## Source material
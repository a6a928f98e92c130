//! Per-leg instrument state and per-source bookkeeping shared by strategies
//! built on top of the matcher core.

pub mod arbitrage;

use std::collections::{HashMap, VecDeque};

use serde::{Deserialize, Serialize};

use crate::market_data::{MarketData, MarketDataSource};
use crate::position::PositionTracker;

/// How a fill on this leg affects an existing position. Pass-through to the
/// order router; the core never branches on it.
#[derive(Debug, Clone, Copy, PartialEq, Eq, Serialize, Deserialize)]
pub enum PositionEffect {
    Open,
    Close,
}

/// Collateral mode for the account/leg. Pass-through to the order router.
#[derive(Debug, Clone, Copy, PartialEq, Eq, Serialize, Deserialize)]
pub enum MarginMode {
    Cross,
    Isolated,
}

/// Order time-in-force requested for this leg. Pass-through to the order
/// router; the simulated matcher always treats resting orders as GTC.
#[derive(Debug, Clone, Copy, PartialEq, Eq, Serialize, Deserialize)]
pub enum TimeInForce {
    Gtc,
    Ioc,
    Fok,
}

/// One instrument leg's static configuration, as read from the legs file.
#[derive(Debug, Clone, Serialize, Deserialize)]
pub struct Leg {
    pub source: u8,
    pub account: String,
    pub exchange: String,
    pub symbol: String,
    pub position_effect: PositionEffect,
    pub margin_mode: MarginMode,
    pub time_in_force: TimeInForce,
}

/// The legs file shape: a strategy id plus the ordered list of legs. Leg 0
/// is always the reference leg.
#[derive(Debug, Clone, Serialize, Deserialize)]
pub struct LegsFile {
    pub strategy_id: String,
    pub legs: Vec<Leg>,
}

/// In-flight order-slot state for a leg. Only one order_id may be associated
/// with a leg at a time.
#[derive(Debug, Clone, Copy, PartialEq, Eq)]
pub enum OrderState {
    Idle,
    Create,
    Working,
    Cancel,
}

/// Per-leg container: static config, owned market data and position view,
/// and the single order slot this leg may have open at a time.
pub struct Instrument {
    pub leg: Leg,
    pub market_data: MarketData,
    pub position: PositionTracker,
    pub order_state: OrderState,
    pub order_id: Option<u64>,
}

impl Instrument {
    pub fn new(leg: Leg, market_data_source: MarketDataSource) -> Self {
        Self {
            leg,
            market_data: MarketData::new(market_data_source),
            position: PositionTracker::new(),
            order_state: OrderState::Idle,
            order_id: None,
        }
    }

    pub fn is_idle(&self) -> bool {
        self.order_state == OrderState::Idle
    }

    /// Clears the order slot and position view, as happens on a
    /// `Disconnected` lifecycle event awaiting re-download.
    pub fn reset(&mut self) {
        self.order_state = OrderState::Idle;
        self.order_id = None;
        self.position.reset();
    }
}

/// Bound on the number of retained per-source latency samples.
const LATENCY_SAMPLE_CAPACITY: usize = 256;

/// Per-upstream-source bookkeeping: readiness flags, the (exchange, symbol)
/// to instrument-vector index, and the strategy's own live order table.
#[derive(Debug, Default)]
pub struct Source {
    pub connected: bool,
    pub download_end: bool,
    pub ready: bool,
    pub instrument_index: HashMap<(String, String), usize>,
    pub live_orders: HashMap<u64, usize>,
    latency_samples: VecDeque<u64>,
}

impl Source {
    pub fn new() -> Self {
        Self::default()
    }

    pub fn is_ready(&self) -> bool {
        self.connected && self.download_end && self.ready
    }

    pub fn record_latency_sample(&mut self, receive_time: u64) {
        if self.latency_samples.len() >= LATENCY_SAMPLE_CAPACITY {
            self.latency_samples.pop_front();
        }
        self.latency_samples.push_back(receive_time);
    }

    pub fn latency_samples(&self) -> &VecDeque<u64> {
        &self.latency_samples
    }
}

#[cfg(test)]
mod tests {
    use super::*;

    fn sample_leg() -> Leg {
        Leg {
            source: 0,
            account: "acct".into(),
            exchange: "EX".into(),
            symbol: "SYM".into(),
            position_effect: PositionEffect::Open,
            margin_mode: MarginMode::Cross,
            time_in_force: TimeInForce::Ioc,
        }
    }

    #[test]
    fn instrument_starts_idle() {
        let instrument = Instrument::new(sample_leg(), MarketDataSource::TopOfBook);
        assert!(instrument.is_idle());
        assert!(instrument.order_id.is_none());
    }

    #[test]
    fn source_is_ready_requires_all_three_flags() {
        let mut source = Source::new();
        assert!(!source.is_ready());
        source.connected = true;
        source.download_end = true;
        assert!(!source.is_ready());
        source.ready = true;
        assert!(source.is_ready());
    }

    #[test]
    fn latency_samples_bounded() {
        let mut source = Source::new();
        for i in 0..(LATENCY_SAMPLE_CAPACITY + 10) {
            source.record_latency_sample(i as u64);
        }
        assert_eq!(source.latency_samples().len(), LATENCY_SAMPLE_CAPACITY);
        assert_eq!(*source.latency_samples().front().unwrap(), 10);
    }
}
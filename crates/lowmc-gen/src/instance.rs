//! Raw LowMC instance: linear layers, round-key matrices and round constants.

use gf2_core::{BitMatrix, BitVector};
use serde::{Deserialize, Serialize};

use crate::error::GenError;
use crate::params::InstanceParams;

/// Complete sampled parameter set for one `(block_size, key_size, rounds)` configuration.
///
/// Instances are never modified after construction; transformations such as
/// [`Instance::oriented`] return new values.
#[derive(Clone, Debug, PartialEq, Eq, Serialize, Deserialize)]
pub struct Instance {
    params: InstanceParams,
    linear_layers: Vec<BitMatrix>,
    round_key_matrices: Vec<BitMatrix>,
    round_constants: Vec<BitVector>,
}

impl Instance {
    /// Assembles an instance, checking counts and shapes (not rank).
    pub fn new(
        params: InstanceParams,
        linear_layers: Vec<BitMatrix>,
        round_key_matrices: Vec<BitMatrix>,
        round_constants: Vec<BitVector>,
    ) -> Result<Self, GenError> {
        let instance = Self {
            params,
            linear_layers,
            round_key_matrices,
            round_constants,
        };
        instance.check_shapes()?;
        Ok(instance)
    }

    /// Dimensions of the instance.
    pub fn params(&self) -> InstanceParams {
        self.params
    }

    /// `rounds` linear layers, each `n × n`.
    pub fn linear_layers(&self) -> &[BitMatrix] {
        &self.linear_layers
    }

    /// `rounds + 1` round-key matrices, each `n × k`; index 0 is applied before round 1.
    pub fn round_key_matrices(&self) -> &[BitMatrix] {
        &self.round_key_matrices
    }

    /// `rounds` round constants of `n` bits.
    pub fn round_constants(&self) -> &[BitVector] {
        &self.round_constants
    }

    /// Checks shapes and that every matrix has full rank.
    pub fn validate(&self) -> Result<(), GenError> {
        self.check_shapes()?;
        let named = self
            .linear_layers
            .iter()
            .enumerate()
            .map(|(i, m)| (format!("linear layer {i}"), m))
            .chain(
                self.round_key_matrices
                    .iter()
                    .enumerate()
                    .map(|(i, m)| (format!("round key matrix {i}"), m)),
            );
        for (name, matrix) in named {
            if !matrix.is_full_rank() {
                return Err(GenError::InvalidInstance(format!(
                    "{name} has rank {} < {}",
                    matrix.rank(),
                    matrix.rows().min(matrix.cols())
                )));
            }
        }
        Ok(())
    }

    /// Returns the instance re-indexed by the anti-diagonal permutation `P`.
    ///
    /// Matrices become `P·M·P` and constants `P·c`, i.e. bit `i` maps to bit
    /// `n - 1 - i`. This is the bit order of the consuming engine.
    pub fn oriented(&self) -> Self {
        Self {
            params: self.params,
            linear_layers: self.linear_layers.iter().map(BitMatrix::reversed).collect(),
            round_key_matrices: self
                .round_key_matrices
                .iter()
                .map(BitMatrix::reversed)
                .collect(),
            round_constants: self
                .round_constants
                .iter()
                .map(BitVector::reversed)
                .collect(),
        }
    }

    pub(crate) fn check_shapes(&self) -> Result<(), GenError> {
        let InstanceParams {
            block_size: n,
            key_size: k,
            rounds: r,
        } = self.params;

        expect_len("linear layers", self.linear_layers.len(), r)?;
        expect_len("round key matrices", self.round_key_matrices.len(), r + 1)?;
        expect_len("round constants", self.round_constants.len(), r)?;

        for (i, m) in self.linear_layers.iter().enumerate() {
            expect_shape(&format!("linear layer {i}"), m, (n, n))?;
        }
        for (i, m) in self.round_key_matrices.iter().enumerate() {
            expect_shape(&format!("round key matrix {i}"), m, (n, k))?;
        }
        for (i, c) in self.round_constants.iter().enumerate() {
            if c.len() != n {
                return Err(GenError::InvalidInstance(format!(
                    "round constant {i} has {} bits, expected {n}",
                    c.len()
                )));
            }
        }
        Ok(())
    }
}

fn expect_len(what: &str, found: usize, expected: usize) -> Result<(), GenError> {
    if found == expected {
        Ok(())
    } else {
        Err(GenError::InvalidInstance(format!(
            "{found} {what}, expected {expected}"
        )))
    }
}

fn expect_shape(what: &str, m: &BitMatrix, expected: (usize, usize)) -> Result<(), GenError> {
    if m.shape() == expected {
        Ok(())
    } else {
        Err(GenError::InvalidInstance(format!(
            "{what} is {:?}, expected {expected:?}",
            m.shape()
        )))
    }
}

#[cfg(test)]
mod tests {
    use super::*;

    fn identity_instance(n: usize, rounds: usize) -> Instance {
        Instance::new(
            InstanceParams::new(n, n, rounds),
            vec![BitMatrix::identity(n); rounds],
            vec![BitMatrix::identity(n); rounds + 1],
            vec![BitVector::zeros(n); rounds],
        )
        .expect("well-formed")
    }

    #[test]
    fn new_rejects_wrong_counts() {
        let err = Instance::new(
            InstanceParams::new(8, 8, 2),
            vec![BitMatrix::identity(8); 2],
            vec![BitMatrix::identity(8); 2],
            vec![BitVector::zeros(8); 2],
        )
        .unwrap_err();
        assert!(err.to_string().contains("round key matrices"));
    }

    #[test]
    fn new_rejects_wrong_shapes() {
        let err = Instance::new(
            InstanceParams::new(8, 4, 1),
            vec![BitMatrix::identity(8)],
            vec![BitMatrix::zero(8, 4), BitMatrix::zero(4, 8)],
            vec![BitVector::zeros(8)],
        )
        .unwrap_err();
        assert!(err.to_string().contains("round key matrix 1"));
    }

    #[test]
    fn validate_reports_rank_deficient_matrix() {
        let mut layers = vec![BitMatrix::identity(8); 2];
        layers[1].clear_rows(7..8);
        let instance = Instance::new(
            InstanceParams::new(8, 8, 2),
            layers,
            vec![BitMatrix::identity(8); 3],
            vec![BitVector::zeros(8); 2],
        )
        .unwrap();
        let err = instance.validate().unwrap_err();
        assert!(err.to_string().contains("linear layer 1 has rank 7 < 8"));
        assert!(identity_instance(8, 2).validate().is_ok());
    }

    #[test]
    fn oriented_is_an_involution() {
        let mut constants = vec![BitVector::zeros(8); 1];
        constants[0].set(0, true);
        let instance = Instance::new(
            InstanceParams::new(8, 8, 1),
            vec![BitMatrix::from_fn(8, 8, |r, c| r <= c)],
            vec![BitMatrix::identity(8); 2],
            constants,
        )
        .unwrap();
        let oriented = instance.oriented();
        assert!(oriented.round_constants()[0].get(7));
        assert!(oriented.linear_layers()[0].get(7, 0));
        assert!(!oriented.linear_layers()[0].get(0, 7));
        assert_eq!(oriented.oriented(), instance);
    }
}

## The task
Could you state how many lines in the listing include the string "bits"? Only the number is wanted.

## Reply
2